30 Ago ¡Enriqueceos, enriqueceos, enriqueceos!
«El espíritu se desenvuelve con el trato, con la lectura, con los viajes, con la presencia de grandes espectáculos; no tanto por lo que recibe de fuera, como por lo que descubre dentro de sí.»
—Jaime Balmes.
Hace años, en la universidad, tuvimos la oportunidad de asistir a un ensayo en el Auditorio Nacional bajo la batuta de Juanjo Mena. Quiero recordar que se estaba ensayando Turangalila, de Messiaen. Tras el ensayo el director se sentó al borde del escenario a charlar con nosotros y, de entre las muchas cosas que nos aconsejó, fue la de acumular vivencias donde puso más énfasis. «Tenéis que vivir, enamoraros, desenamoraros, ganar, perder… ¡Enriqueceos, enriqueceos, enriqueceos!», repetía encarecidamente, como si el futuro de la música estuviera en juego con nosotros, depositarios o no de vivencias.
Y lo cierto es que uno de los mayores placeres y regalos de la vida es conocer personas así, personas, en pocas palabras, con la que tener una buena conversación. Son quienes, por sabiduría, por vivencias o por lecturas, despiertan furtivamente una admiración que nos invita a mejorar, a enriquecernos, como diría Juanjo Mena, a comernos el mundo en cada una de las infinitas posibilidades que nos ofrece nuestra rutina y nuestra insignificancia. Esa gente que nos hace desear abrevar de cada minuto de compañía, de cada palabra con que nos obsequia.
Sí, hay gente que ha vivido mucho, gente que ha viajado mucho (demasiado), gente que ha leído mucho y presume de biblioteca, pero no todos los que acumulan vivencias son capaces de encender los ojos de quienes los escuchan. Sólo pueden contagiar eso quienes son capaces de aprehender, robar, las dádivas que la vida les –nos– ofrece. Quienes no leen, sino que leen bien; quienes no viven muchas cosas, sino que impregnan con su vida cada acontecimiento; quienes no viajan, sino que exploran con un corazón inquieto.
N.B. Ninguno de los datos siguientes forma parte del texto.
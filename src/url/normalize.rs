use crate::{UrlError, UrlResult};
use url::Url;

/// Parses a seed URL, accepting only absolute HTTP(S) URLs with a host
///
/// # Examples
///
/// ```
/// use product_trawler::url::parse_seed;
///
/// let seed = parse_seed("https://shop.test").unwrap();
/// assert_eq!(seed.as_str(), "https://shop.test/");
/// assert!(parse_seed("shop.test").is_err());
/// ```
pub fn parse_seed(seed: &str) -> UrlResult<Url> {
    let url = Url::parse(seed.trim()).map_err(|e| UrlError::Parse(e.to_string()))?;

    if url.scheme() != "http" && url.scheme() != "https" {
        return Err(UrlError::InvalidScheme(format!(
            "Only HTTP and HTTPS schemes are supported, got: {}",
            url.scheme()
        )));
    }

    if url.host_str().map_or(true, str::is_empty) {
        return Err(UrlError::MissingDomain);
    }

    Ok(url)
}

/// A raw `href` together with the page URL it was found on
#[derive(Debug, Clone, PartialEq, Eq)]
pub struct CandidateLink<'a> {
    pub href: &'a str,
    pub base: &'a Url,
}

impl<'a> CandidateLink<'a> {
    pub fn new(href: &'a str, base: &'a Url) -> Self {
        Self { href, base }
    }

    /// Resolves the href to an absolute URL
    ///
    /// Returns None if the link should be excluded:
    /// - empty or fragment-only hrefs (same page anchors)
    /// - javascript:, mailto:, tel:, data: schemes
    /// - hrefs that fail to resolve
    /// - non-HTTP(S) URLs after resolution
    ///
    /// The fragment of the resolved URL is dropped.
    ///
    /// # Examples
    ///
    /// ```
    /// use product_trawler::url::CandidateLink;
    /// use url::Url;
    ///
    /// let base = Url::parse("https://shop.test/catalog/").unwrap();
    /// let link = CandidateLink::new("../product/1#reviews", &base);
    /// assert_eq!(link.resolve().unwrap().as_str(), "https://shop.test/product/1");
    /// ```
    pub fn resolve(&self) -> Option<Url> {
        let href = self.href.trim();

        if href.is_empty() || href.starts_with('#') {
            return None;
        }

        let lowered = href.to_ascii_lowercase();
        if lowered.starts_with("javascript:")
            || lowered.starts_with("mailto:")
            || lowered.starts_with("tel:")
            || lowered.starts_with("data:")
        {
            return None;
        }

        let mut absolute = self.base.join(href).ok()?;
        if absolute.scheme() != "http" && absolute.scheme() != "https" {
            return None;
        }

        absolute.set_fragment(None);
        Some(absolute)
    }
}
Bach recorrió cuatrocientos kilómetros y se ausentó durante meses para escuchar a Buxtehude; Kant, en cambio, no necesitó salir de Königsberg en toda su vida para sacudir todo el pensamiento filosófico occidental. ¡Cuán diferentes condiciones terrenales pueden afrontar los espíritus audaces!
Si algo hace esa gente que es capaz de hacernos brillar los ojos y arder el alma es impelernos a mirar el mundo como ellos, con las lentes de la curiosidad, de la sorpresa, de la alegría, de la belleza. Lejos de pensar que la belleza está en el ojo del que mira, pienso que la belleza está ahí fuera, en sí, y que somos nosotros quienes debemos descubrirla. Una vez descubierta, es nuestra misión relevar esa epatante antorcha a quienes nos rodean. El bien es difusivo de sí mismo, que dirían los escolásticos.
El mundo necesita personas a la que admirar, portavoces del buen hacer, del buen hablar, del buen pensar. Cada uno necesita, por otra parte, ser cauteloso haciendo estas elecciones. Porque, hasta para admirar, hay que saber; y quien no sabe admirar, idolatra.
Si me paro a pensar, entre la gente así descrita que he conocido ha habido amigos, músicos, empresarios, ingenieros, camareros…, pero, no por casualidad, la mayor parte de las personas que engruesan mi humilde lista (que, dicho sea, tampoco debería ser muy extensa), han sido profesores. Incendiarios de almas, han sido ellos quienes tantas veces me han hecho salir del aula con una sonrisa y con ansia de llegar a casa para ensanchar la rendija del saber que, momentos antes, empezaron a abrir ellos. Por eso se dice profesor: el que profesa.